AVVOCATI, 82 MILIARDI DI MOTIVI PER RAGIONARE DA IMPRENDITORI

di nicola di molfetta

Sono anni che l’avvocatura si dibatte e si dimena per evitare che Antitrust, Banca mondiale, Fondo monetario e qualunque altra istituzione sovranazionale o locale faccia passare l’equazione che l’attività svolta da chi esercita una professione liberale possa essere assimilata a quella di chi svolge una qualsiasi altra attività di impresa. Ma le cose, tuttavia, potrebbero presto cambiare.

In altri tempi, chiunque osasse tentare anche solo di accostare avvocati e imprese si ritrovava coperto di critiche, apostrofato in malo modo e, se tutto andava bene, accusato di un turboliberismo filo capitalista e contrario ai principi della Costituzione. Lo scorso 10 aprile, però, la musica è cambiata. Con la notizia che grazie al riconoscimento dell'essenza imprenditoriale delle attività professionali, avvocati, commercialisti, architetti e via dicendo, potranno essere tra i beneficiari dei programmi Ue, Come e Orizzonte 2020, che mettono a disposizione più di 82 miliardi di euro per le piccole e medie imprese di qui a sei anni, nessuno o quasi ha ripetuto la vecchia litania dei distinguo tra attività d’impresa e libero professionale.

Meno male, viene da dire. Anche perché rinunciare all’opportunità di accedere legittimamente a risorse quantomai essenziali per il rilancio delle professioni solo per difendere un principio tanto labile quanto discutibile sarebbe stata una mossa a dir poco tafazziana. Eppure, qualche percussionista delle parti basse è ancora in circolazione. Per esempio, sul primo giornale economico e finanziario del Paese abbiamo letto «l'estensione ai professionisti degli incentivi Ue porta con se il pericolo di consolidare l'idea che il professionista non sia affatto distinto dagli altri operatori economici». Ma di quale pericolo si parla? E non manca chi avverte: «Potremmo dover accettare l'idea che il rispetto dell'etica e della deontologia scompaiano dal libero mercato dei servizi professionali». E questo solo come conseguenza dell’ammissione del fatto che l’attività professionale è equiparabile a quella imprenditoriale? E chi dice che fare impresa implica l’assenza di etica e deontologia?

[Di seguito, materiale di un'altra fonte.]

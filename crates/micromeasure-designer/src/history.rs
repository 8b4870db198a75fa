//! Linear undo/redo stacks.

use crate::commands::DesignerCommand;

/// Undo and redo stacks with a depth limit. Pushing a new command discards
/// everything that could have been redone.
#[derive(Debug, Clone)]
pub struct History {
    undo_stack: Vec<DesignerCommand>,
    redo_stack: Vec<DesignerCommand>,
    max_depth: usize,
}

impl History {
    pub fn new(max_depth: usize) -> Self {
        Self {
            undo_stack: Vec::new(),
            redo_stack: Vec::new(),
            max_depth: max_depth.max(1),
        }
    }

    pub fn max_depth(&self) -> usize {
        self.max_depth
    }

    pub fn set_max_depth(&mut self, max_depth: usize) {
        self.max_depth = max_depth.max(1);
        self.trim();
    }

    /// Records a new command, dropping the redo stack.
    pub fn push(&mut self, command: DesignerCommand) {
        self.undo_stack.push(command);
        self.redo_stack.clear();
        self.trim();
    }

    fn trim(&mut self) {
        if self.undo_stack.len() > self.max_depth {
            let excess = self.undo_stack.len() - self.max_depth;
            self.undo_stack.drain(..excess);
        }
    }

    pub(crate) fn take_undo(&mut self) -> Option<DesignerCommand> {
        self.undo_stack.pop()
    }

    pub(crate) fn take_redo(&mut self) -> Option<DesignerCommand> {
        self.redo_stack.pop()
    }

    pub(crate) fn push_undone(&mut self, command: DesignerCommand) {
        self.redo_stack.push(command);
    }

    pub(crate) fn push_redone(&mut self, command: DesignerCommand) {
        self.undo_stack.push(command);
        self.trim();
    }

    pub fn can_undo(&self) -> bool {
        !self.undo_stack.is_empty()
    }

    pub fn can_redo(&self) -> bool {
        !self.redo_stack.is_empty()
    }

    pub fn undo_depth(&self) -> usize {
        self.undo_stack.len()
    }

    pub fn redo_depth(&self) -> usize {
        self.redo_stack.len()
    }

    /// Name of the command `undo` would revert.
    pub fn undo_name(&self) -> Option<&str> {
        self.undo_stack.last().map(DesignerCommand::name)
    }

    pub fn redo_name(&self) -> Option<&str> {
        self.redo_stack.last().map(DesignerCommand::name)
    }

    pub fn clear(&mut self) {
        self.undo_stack.clear();
        self.redo_stack.clear();
    }
}

impl Default for History {
    fn default() -> Self {
        Self::new(100)
    }
}
//! Shape operations (add, delete, visibility, properties, points) for editor state.

use micromeasure_core::Point;

use super::EditorState;
use crate::commands::*;
use crate::error::{DesignerError, RegistryError, ShapeError};
use crate::model::{MeasurementShape, OutputProperties, PropertyValue, Shape, ShapeParams};
use crate::shape_store::DrawingObject;
use crate::structures::StructureSlot;

/// A shape taken off the canvas together with where it came from.
#[derive(Debug, Clone)]
pub struct DetachedShape {
    pub object: DrawingObject,
    /// Position in the draw order
    pub draw_index: usize,
    /// Position in the structure registry, if the shape was registered
    pub slot: Option<StructureSlot>,
}

impl EditorState {
    /// Adds a finished shape to a structure (a generated one when `None`)
    /// with undo.
    pub fn add_shape(
        &mut self,
        shape: Shape,
        structure: Option<&str>,
    ) -> Result<u64, RegistryError> {
        let id = self.insert_shape(shape, structure)?;
        self.record_command(DesignerCommand::CreateShape(CreateShape { id, detached: None }));
        Ok(id)
    }

    /// Puts a shape on the canvas and into the registry without recording
    /// anything. Nothing changes if the structure rejects the shape type.
    pub(crate) fn insert_shape(
        &mut self,
        shape: Shape,
        structure: Option<&str>,
    ) -> Result<u64, RegistryError> {
        let shape_type = shape.shape_type();
        if let Some(name) = structure {
            self.structures.check_creation_allowed(shape_type, name)?;
        }
        let id = self.shapes.generate_id();
        let name = self.structures.save_object(structure, id, shape_type)?;
        self.shapes.insert(DrawingObject::new(id, shape));
        tracing::debug!("Created {} {} in structure '{}'", shape_type, id, name);
        Ok(id)
    }

    /// Removes a shape from the canvas and the registry.
    ///
    /// A polyline still under construction loses its preview point and its
    /// handles are hidden, so the detached shape is always a finished one.
    pub fn detach_shape(&mut self, id: u64) -> Option<DetachedShape> {
        let (draw_index, mut object) = self.shapes.remove(id)?;
        let slot = self.structures.delete_object(id).ok();
        object.shape.finish_construction();
        object.shape.select(false, None);
        object.selected = false;
        tracing::debug!("Detached shape {}", id);
        Some(DetachedShape {
            object,
            draw_index,
            slot,
        })
    }

    /// Reverses `detach_shape`. A structure deleted in the meantime is recreated.
    pub fn attach_shape(&mut self, detached: DetachedShape) {
        let DetachedShape {
            object,
            draw_index,
            slot,
        } = detached;
        if let Some(slot) = slot {
            self.structures.insert_at(&slot, object.id, object.shape_type());
        }
        tracing::debug!("Attached shape {}", object.id);
        self.shapes.insert_at(draw_index, object);
    }

    /// Rebuilds a shape's geometry from a snapshot. Returns false if the shape
    /// is missing or the snapshot does not fit it.
    pub fn restore_shape_params(&mut self, id: u64, params: &ShapeParams) -> bool {
        let Some(obj) = self.shapes.get_mut(id) else {
            tracing::warn!("Cannot restore shape {}: not found", id);
            return false;
        };
        match obj.shape.restore(params) {
            Ok(()) => true,
            Err(e) => {
                tracing::warn!("Cannot restore shape {}: {}", id, e);
                false
            }
        }
    }

    /// Deletes a shape with undo.
    pub fn delete_shape(&mut self, id: u64) -> Result<(), RegistryError> {
        if !self.shapes.contains(id) {
            return Err(RegistryError::ShapeNotFound(id));
        }
        self.push_command(DesignerCommand::DeleteShape(DeleteShape { id, detached: None }));
        tracing::info!("Deleted shape {}", id);
        Ok(())
    }

    /// Deletes every shape with a single undo step.
    pub fn delete_all_shapes(&mut self) {
        if self.shapes.is_empty() {
            return;
        }
        self.push_command(DesignerCommand::DeleteAllShapes(DeleteAllShapes::default()));
        tracing::info!("Deleted all shapes");
    }

    pub fn hide_all_shapes(&mut self) {
        self.push_command(DesignerCommand::HideAllShapes(VisibilityChange::default()));
    }

    pub fn show_all_shapes(&mut self) {
        self.push_command(DesignerCommand::ShowAllShapes(VisibilityChange::default()));
    }

    /// Sets every shape's visibility, returning the previous values.
    pub(crate) fn set_all_visible(&mut self, visible: bool) -> Vec<(u64, bool)> {
        self.shapes
            .iter_mut()
            .map(|obj| {
                let previous = obj.visible;
                obj.visible = visible;
                if !visible {
                    obj.selected = false;
                    obj.shape.select(false, None);
                }
                (obj.id, previous)
            })
            .collect()
    }

    /// Renames a structure with undo.
    pub fn rename_structure(&mut self, from: &str, to: &str) -> Result<(), RegistryError> {
        if from == to {
            return Ok(());
        }
        self.structures.rename_structure(from, to)?;
        tracing::info!("Renamed structure '{}' to '{}'", from, to);
        self.record_command(DesignerCommand::RenameStructure(RenameStructure {
            from: from.to_string(),
            to: to.to_string(),
        }));
        Ok(())
    }

    /// Measurements of a shape as displayed: centers relative to the origin,
    /// values converted by the calibration.
    pub fn measurements(&self, id: u64) -> Option<OutputProperties> {
        let obj = self.shapes.get(id)?;
        let mut props = obj.shape.output_properties();
        let origin = self.origin;
        props.update("center", |value| match value.as_point() {
            Some(center) => (center - origin).into(),
            None => value.clone(),
        });
        Some(props.scaled(&self.calibration))
    }

    /// Applies a user edit given in displayed units, with undo.
    ///
    /// `center` is interpreted relative to the origin, like `measurements`.
    pub fn update_shape_property(
        &mut self,
        id: u64,
        name: &str,
        value: PropertyValue,
    ) -> Result<(), DesignerError> {
        let factor = self.scaling_factor();
        let origin = self.origin;
        let obj = self
            .shapes
            .get_mut(id)
            .ok_or(RegistryError::ShapeNotFound(id))?;
        if !obj.editable {
            return Err(ShapeError::NotEditable(id).into());
        }
        let value = if name == "center" {
            value.as_point().map_or(value.clone(), |p| {
                PropertyValue::from(p + origin * factor)
            })
        } else {
            value
        };

        let before = obj.shape.save();
        obj.shape.update_property(name, &value, factor)?;
        let after = obj.shape.save();
        if before != after {
            self.record_command(DesignerCommand::UpdateShapeProperty(UpdateShapeProperty {
                id,
                property: name.to_string(),
                before,
                after,
            }));
        }
        Ok(())
    }

    /// Inserts a point into a polyline shape with undo. Returns the index used.
    pub fn insert_point(
        &mut self,
        id: u64,
        index: usize,
        point: Point,
    ) -> Result<usize, DesignerError> {
        let obj = self.editable_polyline(id)?;
        let before = obj.shape.save();
        let index = obj.shape.add_point(point, index).unwrap_or(index);
        let after = obj.shape.save();
        self.record_command(DesignerCommand::AddPoint(AddPoint { id, before, after }));
        Ok(index)
    }

    /// Removes a point from a polyline shape with undo. Polylines keep at
    /// least two points.
    pub fn remove_point(&mut self, id: u64, index: usize) -> Result<Point, DesignerError> {
        let obj = self.editable_polyline(id)?;
        let count = obj.shape.polyline().map_or(0, |cp| cp.len());
        if count <= 2 || index >= count {
            return Err(ShapeError::InvalidPropertyValue {
                property: "points".to_string(),
                reason: format!("cannot remove point {index} of {count}"),
            }
            .into());
        }
        let mut command = DesignerCommand::RemovePoint(RemovePoint {
            id,
            index,
            removed: None,
        });
        command.apply(self);
        let removed = match &command {
            DesignerCommand::RemovePoint(RemovePoint {
                removed: Some(p), ..
            }) => *p,
            _ => {
                return Err(ShapeError::InvalidPropertyValue {
                    property: "points".to_string(),
                    reason: format!("point {index} was not removed"),
                }
                .into())
            }
        };
        self.record_command(command);
        Ok(removed)
    }

    fn editable_polyline(&mut self, id: u64) -> Result<&mut DrawingObject, DesignerError> {
        let obj = self
            .shapes
            .get_mut(id)
            .ok_or(RegistryError::ShapeNotFound(id))?;
        if !obj.editable {
            return Err(ShapeError::NotEditable(id).into());
        }
        if !obj.shape.is_polyline() {
            return Err(ShapeError::PropertyNotModifiable {
                property: "points".to_string(),
                shape: obj.shape_type(),
            }
            .into());
        }
        Ok(obj)
    }
}
//! Reversible editor commands.
//!
//! Every command stores full snapshots of what it changes, never deltas, so
//! `undo` followed by `apply` reproduces the exact prior geometry. Commands
//! that record an interaction the user already performed (a drag, a point
//! commit) are constructed after the fact; applying them the first time is
//! then a no-op or an idempotent restore.

use micromeasure_core::{Calibration, Point};

use crate::coordinates::RotationDirection;
use crate::editor_state::{DetachedShape, EditorState, RotationSnapshot};
use crate::model::{MeasurementShape, ShapeParams};
use crate::scale_bar::ScaleBarDetection;

#[derive(Debug, Clone)]
#[allow(clippy::large_enum_variant)]
pub enum DesignerCommand {
    CreateShape(CreateShape),
    DeleteShape(DeleteShape),
    MoveOrResizeShape(MoveOrResizeShape),
    AddPoint(AddPoint),
    RemovePoint(RemovePoint),
    SetOrigin(SetOrigin),
    RotateImage90(RotateImage90),
    FindScaleBarWidth(FindScaleBarWidth),
    HideAllShapes(VisibilityChange),
    ShowAllShapes(VisibilityChange),
    DeleteAllShapes(DeleteAllShapes),
    RenameStructure(RenameStructure),
    UpdateShapeProperty(UpdateShapeProperty),
}

#[derive(Debug, Clone)]
pub struct CreateShape {
    pub id: u64,
    pub detached: Option<DetachedShape>, // None when on canvas, Some when undone
}

#[derive(Debug, Clone)]
pub struct DeleteShape {
    pub id: u64,
    pub detached: Option<DetachedShape>, // Some when deleted, None when undone
}

#[derive(Debug, Clone)]
pub struct MoveOrResizeShape {
    pub id: u64,
    pub before: ShapeParams,
    pub after: ShapeParams,
}

#[derive(Debug, Clone)]
pub struct AddPoint {
    pub id: u64,
    pub before: ShapeParams,
    pub after: ShapeParams,
}

#[derive(Debug, Clone)]
pub struct RemovePoint {
    pub id: u64,
    pub index: usize,
    pub removed: Option<Point>,
}

#[derive(Debug, Clone)]
pub struct SetOrigin {
    pub before: Point,
    pub after: Point,
}

#[derive(Debug, Clone)]
pub struct RotateImage90 {
    pub direction: RotationDirection,
    pub before: Option<RotationSnapshot>,
    pub after: Option<RotationSnapshot>,
}

impl RotateImage90 {
    pub fn new(direction: RotationDirection) -> Self {
        Self {
            direction,
            before: None,
            after: None,
        }
    }
}

/// Detection overlay and calibration before and after a detection (or a clear).
#[derive(Debug, Clone)]
pub struct FindScaleBarWidth {
    pub before: (Option<ScaleBarDetection>, Calibration),
    pub after: (Option<ScaleBarDetection>, Calibration),
}

/// Previous visibility of every shape touched by a hide/show-all.
#[derive(Debug, Clone, Default)]
pub struct VisibilityChange {
    pub previous: Vec<(u64, bool)>,
}

#[derive(Debug, Clone, Default)]
pub struct DeleteAllShapes {
    /// Detached top-most first
    pub detached: Vec<DetachedShape>,
}

#[derive(Debug, Clone)]
pub struct RenameStructure {
    pub from: String,
    pub to: String,
}

#[derive(Debug, Clone)]
pub struct UpdateShapeProperty {
    pub id: u64,
    pub property: String,
    pub before: ShapeParams,
    pub after: ShapeParams,
}

impl DesignerCommand {
    pub fn apply(&mut self, state: &mut EditorState) {
        match self {
            DesignerCommand::CreateShape(cmd) => {
                if let Some(detached) = cmd.detached.take() {
                    state.attach_shape(detached);
                }
            }
            DesignerCommand::DeleteShape(cmd) => {
                if let Some(detached) = state.detach_shape(cmd.id) {
                    cmd.detached = Some(detached);
                }
            }
            DesignerCommand::MoveOrResizeShape(cmd) => {
                state.restore_shape_params(cmd.id, &cmd.after);
            }
            DesignerCommand::AddPoint(cmd) => {
                state.restore_shape_params(cmd.id, &cmd.after);
            }
            DesignerCommand::RemovePoint(cmd) => {
                cmd.removed = state
                    .shapes
                    .get_mut(cmd.id)
                    .and_then(|obj| {
                        let removed = obj.shape.remove_point(cmd.index);
                        obj.shape.update_from_controlpoints();
                        removed
                    });
            }
            DesignerCommand::SetOrigin(cmd) => {
                state.origin = cmd.after;
            }
            DesignerCommand::RotateImage90(cmd) => match &cmd.after {
                Some(after) => state.restore_rotation(after),
                None => {
                    cmd.before = Some(state.capture_rotation());
                    state.perform_rotation(cmd.direction);
                    cmd.after = Some(state.capture_rotation());
                }
            },
            DesignerCommand::FindScaleBarWidth(cmd) => {
                state.scale_bar = cmd.after.0.clone();
                state.calibration = cmd.after.1.clone();
            }
            DesignerCommand::HideAllShapes(cmd) => {
                cmd.previous = state.set_all_visible(false);
            }
            DesignerCommand::ShowAllShapes(cmd) => {
                cmd.previous = state.set_all_visible(true);
            }
            DesignerCommand::DeleteAllShapes(cmd) => {
                cmd.detached.clear();
                for id in state.shapes.ids().into_iter().rev() {
                    if let Some(detached) = state.detach_shape(id) {
                        cmd.detached.push(detached);
                    }
                }
            }
            DesignerCommand::RenameStructure(cmd) => {
                if let Err(e) = state.structures.rename_structure(&cmd.from, &cmd.to) {
                    tracing::warn!("Rename of '{}' could not be reapplied: {}", cmd.from, e);
                }
            }
            DesignerCommand::UpdateShapeProperty(cmd) => {
                state.restore_shape_params(cmd.id, &cmd.after);
            }
        }
    }

    pub fn undo(&mut self, state: &mut EditorState) {
        match self {
            DesignerCommand::CreateShape(cmd) => match state.detach_shape(cmd.id) {
                Some(detached) => cmd.detached = Some(detached),
                None => tracing::warn!("Undo create: shape {} is already gone", cmd.id),
            },
            DesignerCommand::DeleteShape(cmd) => match cmd.detached.take() {
                Some(detached) => state.attach_shape(detached),
                None => tracing::warn!("Undo delete: shape {} was never removed", cmd.id),
            },
            DesignerCommand::MoveOrResizeShape(cmd) => {
                state.restore_shape_params(cmd.id, &cmd.before);
            }
            DesignerCommand::AddPoint(cmd) => {
                state.restore_shape_params(cmd.id, &cmd.before);
            }
            DesignerCommand::RemovePoint(cmd) => {
                let Some(point) = cmd.removed.take() else {
                    return;
                };
                if let Some(obj) = state.shapes.get_mut(cmd.id) {
                    obj.shape.add_point(point, cmd.index);
                    obj.shape.update_from_controlpoints();
                }
            }
            DesignerCommand::SetOrigin(cmd) => {
                state.origin = cmd.before;
            }
            DesignerCommand::RotateImage90(cmd) => {
                if let Some(before) = &cmd.before {
                    state.restore_rotation(before);
                }
            }
            DesignerCommand::FindScaleBarWidth(cmd) => {
                state.scale_bar = cmd.before.0.clone();
                state.calibration = cmd.before.1.clone();
            }
            DesignerCommand::HideAllShapes(cmd) | DesignerCommand::ShowAllShapes(cmd) => {
                for (id, visible) in &cmd.previous {
                    if let Some(obj) = state.shapes.get_mut(*id) {
                        obj.visible = *visible;
                    }
                }
            }
            DesignerCommand::DeleteAllShapes(cmd) => {
                while let Some(detached) = cmd.detached.pop() {
                    state.attach_shape(detached);
                }
            }
            DesignerCommand::RenameStructure(cmd) => {
                if let Err(e) = state.structures.rename_structure(&cmd.to, &cmd.from) {
                    tracing::warn!("Undo rename of '{}' failed: {}", cmd.to, e);
                }
            }
            DesignerCommand::UpdateShapeProperty(cmd) => {
                state.restore_shape_params(cmd.id, &cmd.before);
            }
        }
    }

    /// Returns the name of the command for display.
    pub fn name(&self) -> &str {
        match self {
            DesignerCommand::CreateShape(_) => "Create Shape",
            DesignerCommand::DeleteShape(_) => "Delete Shape",
            DesignerCommand::MoveOrResizeShape(_) => "Move/Resize Shape",
            DesignerCommand::AddPoint(_) => "Add Point",
            DesignerCommand::RemovePoint(_) => "Remove Point",
            DesignerCommand::SetOrigin(_) => "Set Origin",
            DesignerCommand::RotateImage90(cmd) => match cmd.direction {
                RotationDirection::Clockwise => "Rotate Image Clockwise",
                RotationDirection::CounterClockwise => "Rotate Image Counter-Clockwise",
            },
            DesignerCommand::FindScaleBarWidth(cmd) => {
                if cmd.after.0.is_some() {
                    "Find Scale Bar Width"
                } else {
                    "Clear Scale Bar"
                }
            }
            DesignerCommand::HideAllShapes(_) => "Hide All Shapes",
            DesignerCommand::ShowAllShapes(_) => "Show All Shapes",
            DesignerCommand::DeleteAllShapes(_) => "Delete All Shapes",
            DesignerCommand::RenameStructure(_) => "Rename Structure",
            DesignerCommand::UpdateShapeProperty(_) => "Update Shape Property",
        }
    }
}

Davvero è difficile comprendere cosa spinga alcuni osservatori a difendere ancora vecchi e infondati tabù mentre, solo per parlare di avvocatura, le cronache ci descrivono una situazione drammatica, con una categoria polverizzata e proletarizzata. Per fortuna certe voci sembrano destinate a rimanere isolate. Anzi. Cassa Forense si è prontamente mossa, unitamente all'Adepp e ad altre rappresentanze professionali, per conseguire maggiori finanziamenti dall'Unione Europea, da destinare ai singoli professionisti o a iniziative a sostegno della professione. Basta battaglie di retroguardia. L’avvocatura e le professioni hanno il dovere di guardare avanti e fare davvero la loro parte per sostenere la ripresa.